Improving on the analytical capabilities of a measurement is a fundamental challenge with all assays, particularly decreasing the limit of detection while maintaining a practical associated analysis time. Of late, ion current rectification (ICR) biosensing measurements have received a great deal of attention as an analyte-specific, label-free assay. In ICR biosensing, a nanopore coated with an analyte specific binding molecule (e.g., an antibody, an aptamer, etc.) is used to detect a target analyte based on the ability of the target analyte to alter the ICR response of the nanopore upon it binding to the aperture interior.
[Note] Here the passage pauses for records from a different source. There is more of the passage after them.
//! Collapse duplicate audio uploads
//!
//! The pipeline delivers callbacks at least once, so the same storage path
//! can be recorded several times. Reads keep one row per path: the most
//! recently created one, at the position where the path first appeared.

use std::collections::HashMap;

use crate::models::AudioFile;

/// Keep one row per `storage_path`.
///
/// A later row replaces the retained one only when both carry a timestamp
/// and the new one is strictly later; a row with a missing timestamp never
/// displaces anything, and a retained row without a timestamp is kept.
/// Idempotent: `dedup_latest(dedup_latest(x)) == dedup_latest(x)`.
pub fn dedup_latest(files: Vec<AudioFile>) -> Vec<AudioFile> {
    let mut retained: Vec<AudioFile> = Vec::with_capacity(files.len());
    let mut index_by_path: HashMap<String, usize> = HashMap::new();

    for file in files {
        match index_by_path.get(&file.storage_path) {
            None => {
                index_by_path.insert(file.storage_path.clone(), retained.len());
                retained.push(file);
            }
            Some(&idx) => {
                if supersedes(&file, &retained[idx]) {
                    retained[idx] = file;
                }
            }
        }
    }

    retained
}

fn supersedes(candidate: &AudioFile, current: &AudioFile) -> bool {
    match (candidate.created_at, current.created_at) {
        (Some(new), Some(old)) => new > old,
        _ => false,
    }
}
//! Derived pipeline status returned to clients

use serde::{Deserialize, Serialize};

/// Pipeline status, recomputed on every query and never stored
#[derive(Debug, Clone, Copy, PartialEq, Eq, Serialize, Deserialize)]
#[serde(rename_all = "SCREAMING_SNAKE_CASE")]
pub enum ReportStatus {
    /// No audio recorded yet
    Pending,
    /// Audio exists, final report not (yet) available
    AudiosReady,
    /// Audio exists and a report link was just confirmed
    ReportReady,
}

/// One deduplicated audio artifact with its (possibly missing) download link.
///
/// `download_url` is a time-limited capability; it is `None` when signing
/// failed for this artifact.
#[derive(Debug, Clone, PartialEq, Eq, Serialize, Deserialize)]
pub struct AudioArtifact {
    pub storage_path: String,
    pub download_url: Option<String>,
    pub display_name: String,
}

/// Status query result
#[derive(Debug, Clone, PartialEq, Eq, Serialize, Deserialize)]
pub struct StatusReport {
    pub status: ReportStatus,
    pub audio_artifacts: Vec<AudioArtifact>,
    /// Present only when `status` is `REPORT_READY`
    pub report_url: Option<String>,
}

impl StatusReport {
    pub fn pending() -> Self {
        Self {
            status: ReportStatus::Pending,
            audio_artifacts: Vec::new(),
            report_url: None,
        }
    }
}
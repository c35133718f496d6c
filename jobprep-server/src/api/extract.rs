//! Request extractors that answer in the [`ApiError`] envelope

use axum::{
    async_trait,
    extract::{rejection::JsonRejection, FromRequest, Request},
    Json,
};
use serde::de::DeserializeOwned;

use crate::error::ApiError;

/// `Json<T>` whose rejections render as `{"error": {"code": "INVALID_BODY", ..}}`
#[derive(Debug, Clone, Copy, Default)]
pub struct ApiJson<T>(pub T);

#[async_trait]
impl<T, S> FromRequest<S> for ApiJson<T>
where
    T: DeserializeOwned,
    S: Send + Sync,
{
    type Rejection = ApiError;

    async fn from_request(req: Request, state: &S) -> Result<Self, Self::Rejection> {
        let Json(value) = Json::<T>::from_request(req, state).await?;
        Ok(ApiJson(value))
    }
}

impl From<JsonRejection> for ApiError {
    fn from(rejection: JsonRejection) -> Self {
        ApiError::InvalidBody(rejection.status(), rejection.body_text())
    }
}
use std::fmt::Write;

use chrono::{DateTime, Utc};
use serde::Serialize;

use crate::board::Board;
use crate::error::Result;
use crate::models::{FilterType, PRESENT_THRESHOLD};
use crate::selection::Selection;
use crate::view::View;

pub fn render_board(board: &Board, generated_at: DateTime<Utc>) -> String {
    let mut output = String::new();

    let _ = writeln!(output, "# Student Attendance");
    let _ = writeln!(
        output,
        "Generated {}",
        generated_at.format("%Y-%m-%d %H:%M UTC")
    );
    let _ = writeln!(output);

    let view = board.view();
    render_stats(&mut output, &view);
    render_filters(&mut output, board);

    if board.is_loading() {
        let _ = writeln!(output, "Loading students...");
        return output;
    }

    if board.can_clear_selection() {
        let _ = writeln!(
            output,
            "Clear Selection ({} selected)",
            board.selection().len()
        );
        let _ = writeln!(output);
    }

    let _ = writeln!(output, "## Students");

    if view.display_list.is_empty() {
        let _ = writeln!(output, "No students found");
        if board.fetch_failed() {
            let _ = writeln!(output, "Student data could not be fetched");
        } else {
            let _ = writeln!(output, "Try changing the filters");
        }
        return output;
    }

    for student in view.display_list.iter() {
        let status = student.status();
        let marker = if board.selection().contains(student.id) {
            "[x]"
        } else {
            "[ ]"
        };
        let _ = writeln!(
            output,
            "- {} #{} {} <{}>, {}: {}% {} {}",
            marker,
            student.id,
            student.name,
            student.email,
            student.city,
            student.attendance,
            status.badge(),
            status.label()
        );
    }

    output
}

fn render_stats(output: &mut String, view: &View) {
    let counts = view.counts;
    let _ = writeln!(output, "## Summary");
    let _ = writeln!(output, "- Total Students: {}", counts.total);
    let _ = writeln!(
        output,
        "- Present (>={}%): {}",
        PRESENT_THRESHOLD, counts.present
    );
    let _ = writeln!(
        output,
        "- Absent (<{}%): {}",
        PRESENT_THRESHOLD, counts.absent
    );
    let _ = writeln!(output, "- Filtered Results: {}", counts.filtered);
    let _ = writeln!(output, "- Selected: {}", counts.selected);
    let _ = writeln!(output);
}

fn render_filters(output: &mut String, board: &Board) {
    let config = board.config();
    let mut active = vec![filter_label(config.filter_type).to_string()];
    if config.show_low_attendance {
        active.push("low attendance only".to_string());
    }
    if config.sort_by_attendance {
        active.push("sorted by attendance".to_string());
    }
    let _ = writeln!(output, "Showing: {}", active.join(", "));
    let _ = writeln!(output);
}

#[derive(Serialize)]
struct CsvRow<'a> {
    id: u32,
    name: &'a str,
    email: &'a str,
    city: &'a str,
    attendance: u8,
    status: &'static str,
    selected: bool,
}

/// Writes the display list, in display order, as CSV.
pub fn write_csv<W: std::io::Write>(view: &View, selection: &Selection, writer: W) -> Result<()> {
    let mut csv_writer = csv::Writer::from_writer(writer);

    for student in view.display_list.iter() {
        csv_writer.serialize(CsvRow {
            id: student.id,
            name: &student.name,
            email: &student.email,
            city: &student.city,
            attendance: student.attendance,
            status: student.status().label(),
            selected: selection.contains(student.id),
        })?;
    }

    csv_writer.flush()?;
    Ok(())
}

fn filter_label(filter_type: FilterType) -> &'static str {
    match filter_type {
        FilterType::All => "📚 All",
        FilterType::Present => "✅ Present",
        FilterType::Absent => "⚠️ Absent",
    }
}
This binding changes the local surface charge and/or size of the nanopore aperture, thus altering its ICR response in a time dependent manner. Here, we report the ability to enhance the transport of a target analyte molecule to and through the aperture of an antibody modified glass nanopore membrane (AMGNM) with the application of a mechanically applied pressure differential. We demonstrate that there is an optimal pressure that balances the flux of the target analyte through the AMGNM aperture with its ability to be bound and detected. Applying the optimal pressure differential allows for picomolar concentrations of the cleaved form of synaptosomal-associated protein 25 (cSNAP-25) to be detected within the same analysis time as micromolar concentrations detected without the use of the pressure differential. The methodology presented here significantly expands the utility of ICR biosensing measurements for detecting low-abundance biomolecules by lowering the limit of detection and reducing the associated analysis time.